--- START ---

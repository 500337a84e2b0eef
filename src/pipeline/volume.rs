//! Random-access reads over a volume's decoded byte run
//!
//! Archive descriptor passes seek through volumes reading only header bytes;
//! this reader fetches just the segments that cover each requested range and
//! keeps the most recent one decoded, so walking headers costs a handful of
//! segment fetches rather than the whole volume.

use std::sync::Arc;
use tokio_util::sync::CancellationToken;

use crate::error::{Error, Result};
use crate::nntp::SegmentFetcher;
use crate::types::SegmentRef;

pub(crate) struct VolumeReader<'a> {
    fetcher: &'a Arc<dyn SegmentFetcher>,
    cancel: &'a CancellationToken,
    segments: &'a [SegmentRef],
    size: u64,
    cached: Option<(usize, Vec<u8>)>,
}

impl<'a> VolumeReader<'a> {
    pub(crate) fn new(
        fetcher: &'a Arc<dyn SegmentFetcher>,
        cancel: &'a CancellationToken,
        segments: &'a [SegmentRef],
    ) -> Self {
        let size = segments
            .last()
            .map(|s| s.part_offset + s.part_size)
            .unwrap_or(0);
        Self {
            fetcher,
            cancel,
            segments,
            size,
            cached: None,
        }
    }

    /// Decoded size of the volume
    pub(crate) fn len(&self) -> u64 {
        self.size
    }

    /// Read exactly `len` bytes at `offset`
    pub(crate) async fn read_at(&mut self, offset: u64, len: usize) -> Result<Vec<u8>> {
        let end = offset + len as u64;
        if end > self.size {
            return Err(Error::Validation(format!(
                "read [{offset}, {end}) beyond volume of {} bytes",
                self.size
            )));
        }
        let mut out = Vec::with_capacity(len);
        let mut cursor = offset;
        while cursor < end {
            let idx = self
                .segments
                .iter()
                .position(|s| s.part_offset <= cursor && cursor < s.part_offset + s.part_size)
                .ok_or_else(|| {
                    Error::Validation(format!("no segment covers volume offset {cursor}"))
                })?;
            let seg_offset = self.segments[idx].part_offset;
            let data = self.segment_bytes(idx).await?;
            let from = (cursor - seg_offset) as usize;
            let to = ((end - seg_offset) as usize).min(data.len());
            out.extend_from_slice(&data[from..to]);
            cursor = seg_offset + to as u64;
        }
        Ok(out)
    }

    /// Read up to `len` bytes at `offset`, clamped at the volume end
    pub(crate) async fn read_at_most(&mut self, offset: u64, len: usize) -> Result<Vec<u8>> {
        if offset >= self.size {
            return Ok(Vec::new());
        }
        let clamped = ((self.size - offset) as usize).min(len);
        self.read_at(offset, clamped).await
    }

    async fn segment_bytes(&mut self, idx: usize) -> Result<&[u8]> {
        let cached_idx = self.cached.as_ref().map(|(i, _)| *i);
        if cached_idx != Some(idx) {
            let segment = &self.segments[idx];
            let mut stream = self
                .fetcher
                .fetch_segment(&segment.message_id, self.cancel)
                .await?;
            let data = stream.read_to_end().await?;
            self.cached = Some((idx, data));
        }
        Ok(self
            .cached
            .as_ref()
            .map(|(_, d)| d.as_slice())
            .unwrap_or_else(|| unreachable!("cache filled above")))
    }
}
//! File classification heuristics
//!
//! Resolved files are grouped `{rar, 7z, multipart-mkv, other}` by filename
//! patterns; par2 descriptors are recognized earlier and never registered.

use std::sync::OnceLock;

/// How a resolved file participates in processing
#[derive(Clone, Debug, PartialEq, Eq)]
pub enum FileKind {
    /// Parity descriptor (consumed for metadata, never registered)
    Par2,
    /// RAR volume within a set; `volume` orders the set
    Rar {
        /// Set key (volumes of one archive share it)
        set: String,
        /// Volume ordinal within the set
        volume: u32,
    },
    /// 7z volume within a set
    SevenZip {
        /// Set key
        set: String,
        /// Volume ordinal within the set
        volume: u32,
    },
    /// `.mkv.001`-style split video
    MultipartMkv {
        /// Set key (the `.mkv` base name)
        set: String,
        /// Volume ordinal within the set
        volume: u32,
    },
    /// Anything else; registered as a plain file
    Other,
}

/// Classify a resolved filename
pub fn classify(name: &str) -> FileKind {
    let lower = name.to_ascii_lowercase();

    if lower.ends_with(".par2") {
        return FileKind::Par2;
    }

    // movie.part01.rar / movie.part001.rar
    if let Some(caps) = part_rar_re().captures(&lower) {
        let set = name[..caps.get(0).map_or(0, |m| m.start())].to_string();
        let volume: u32 = caps
            .get(1)
            .and_then(|m| m.as_str().parse().ok())
            .unwrap_or(1);
        return FileKind::Rar { set, volume };
    }

    // movie.rar (first volume of old-style sets)
    if let Some(stem) = lower.strip_suffix(".rar") {
        return FileKind::Rar {
            set: name[..stem.len()].to_string(),
            volume: 1,
        };
    }

    // movie.r00, movie.r01, ... (old-style continuation volumes)
    if let Some(caps) = rnn_re().captures(&lower) {
        let set = name[..caps.get(0).map_or(0, |m| m.start())].to_string();
        let volume: u32 = caps
            .get(1)
            .and_then(|m| m.as_str().parse().ok())
            .unwrap_or(0);
        return FileKind::Rar {
            set,
            volume: volume + 2,
        };
    }

    // archive.7z.001, archive.7z.002, ...
    if let Some(caps) = sevenz_vol_re().captures(&lower) {
        let set = name[..caps.get(0).map_or(0, |m| m.start())].to_string();
        let volume: u32 = caps
            .get(1)
            .and_then(|m| m.as_str().parse().ok())
            .unwrap_or(1);
        return FileKind::SevenZip { set, volume };
    }

    // archive.7z
    if let Some(stem) = lower.strip_suffix(".7z") {
        return FileKind::SevenZip {
            set: name[..stem.len()].to_string(),
            volume: 1,
        };
    }

    // movie.mkv.001, movie.mkv.002, ...
    if let Some(caps) = mkv_vol_re().captures(&lower) {
        let set = name[..caps.get(0).map_or(0, |m| m.start()) + 4].to_string();
        let volume: u32 = caps
            .get(1)
            .and_then(|m| m.as_str().parse().ok())
            .unwrap_or(1);
        return FileKind::MultipartMkv { set, volume };
    }

    FileKind::Other
}

/// True when a name looks machine-generated rather than descriptive
///
/// Used to decide whether a PAR2 descriptor name or the mount folder's name
/// should replace it.
pub fn is_probably_obfuscated(name: &str) -> bool {
    let stem = name.rsplit_once('.').map(|(s, _)| s).unwrap_or(name);
    if stem.len() < 16 {
        return false;
    }
    // Long run of one character class with no separators reads as random
    let has_separators = stem.contains(['.', ' ', '-', '_']);
    let hexish = stem.chars().all(|c| c.is_ascii_hexdigit());
    let base64ish = stem
        .chars()
        .all(|c| c.is_ascii_alphanumeric() || c == '+' || c == '=');
    !has_separators && (hexish || (base64ish && stem.len() >= 24))
}

fn part_rar_re() -> &'static regex::Regex {
    static RE: OnceLock<regex::Regex> = OnceLock::new();
    RE.get_or_init(|| {
        regex::Regex::new(r"\.part(\d{1,4})\.rar$").unwrap_or_else(|_| unreachable!())
    })
}

fn rnn_re() -> &'static regex::Regex {
    static RE: OnceLock<regex::Regex> = OnceLock::new();
    RE.get_or_init(|| regex::Regex::new(r"\.r(\d{2,3})$").unwrap_or_else(|_| unreachable!()))
}

fn sevenz_vol_re() -> &'static regex::Regex {
    static RE: OnceLock<regex::Regex> = OnceLock::new();
    RE.get_or_init(|| regex::Regex::new(r"\.7z\.(\d{1,4})$").unwrap_or_else(|_| unreachable!()))
}

fn mkv_vol_re() -> &'static regex::Regex {
    static RE: OnceLock<regex::Regex> = OnceLock::new();
    RE.get_or_init(|| regex::Regex::new(r"\.mkv\.(\d{1,4})$").unwrap_or_else(|_| unreachable!()))
}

--- END ---

■ **WORK TO BE COMPLETED**: Please output the lines of the listing above that fall in the stretch from the one with "out.extend_from_slice(&data[from..to]);" through the one with "Resolved files are", exactly and only those.

■ **SOLVED EXERCISE**:
            out.extend_from_slice(&data[from..to]);
            cursor = seg_offset + to as u64;
        }
        Ok(out)
    }

    /// Read up to `len` bytes at `offset`, clamped at the volume end
    pub(crate) async fn read_at_most(&mut self, offset: u64, len: usize) -> Result<Vec<u8>> {
        if offset >= self.size {
            return Ok(Vec::new());
        }
        let clamped = ((self.size - offset) as usize).min(len);
        self.read_at(offset, clamped).await
    }

    async fn segment_bytes(&mut self, idx: usize) -> Result<&[u8]> {
        let cached_idx = self.cached.as_ref().map(|(i, _)| *i);
        if cached_idx != Some(idx) {
            let segment = &self.segments[idx];
            let mut stream = self
                .fetcher
                .fetch_segment(&segment.message_id, self.cancel)
                .await?;
            let data = stream.read_to_end().await?;
            self.cached = Some((idx, data));
        }
        Ok(self
            .cached
            .as_ref()
            .map(|(_, d)| d.as_slice())
            .unwrap_or_else(|| unreachable!("cache filled above")))
    }
}
//! File classification heuristics
//!
//! Resolved files are grouped `{rar, 7z, multipart-mkv, other}` by filename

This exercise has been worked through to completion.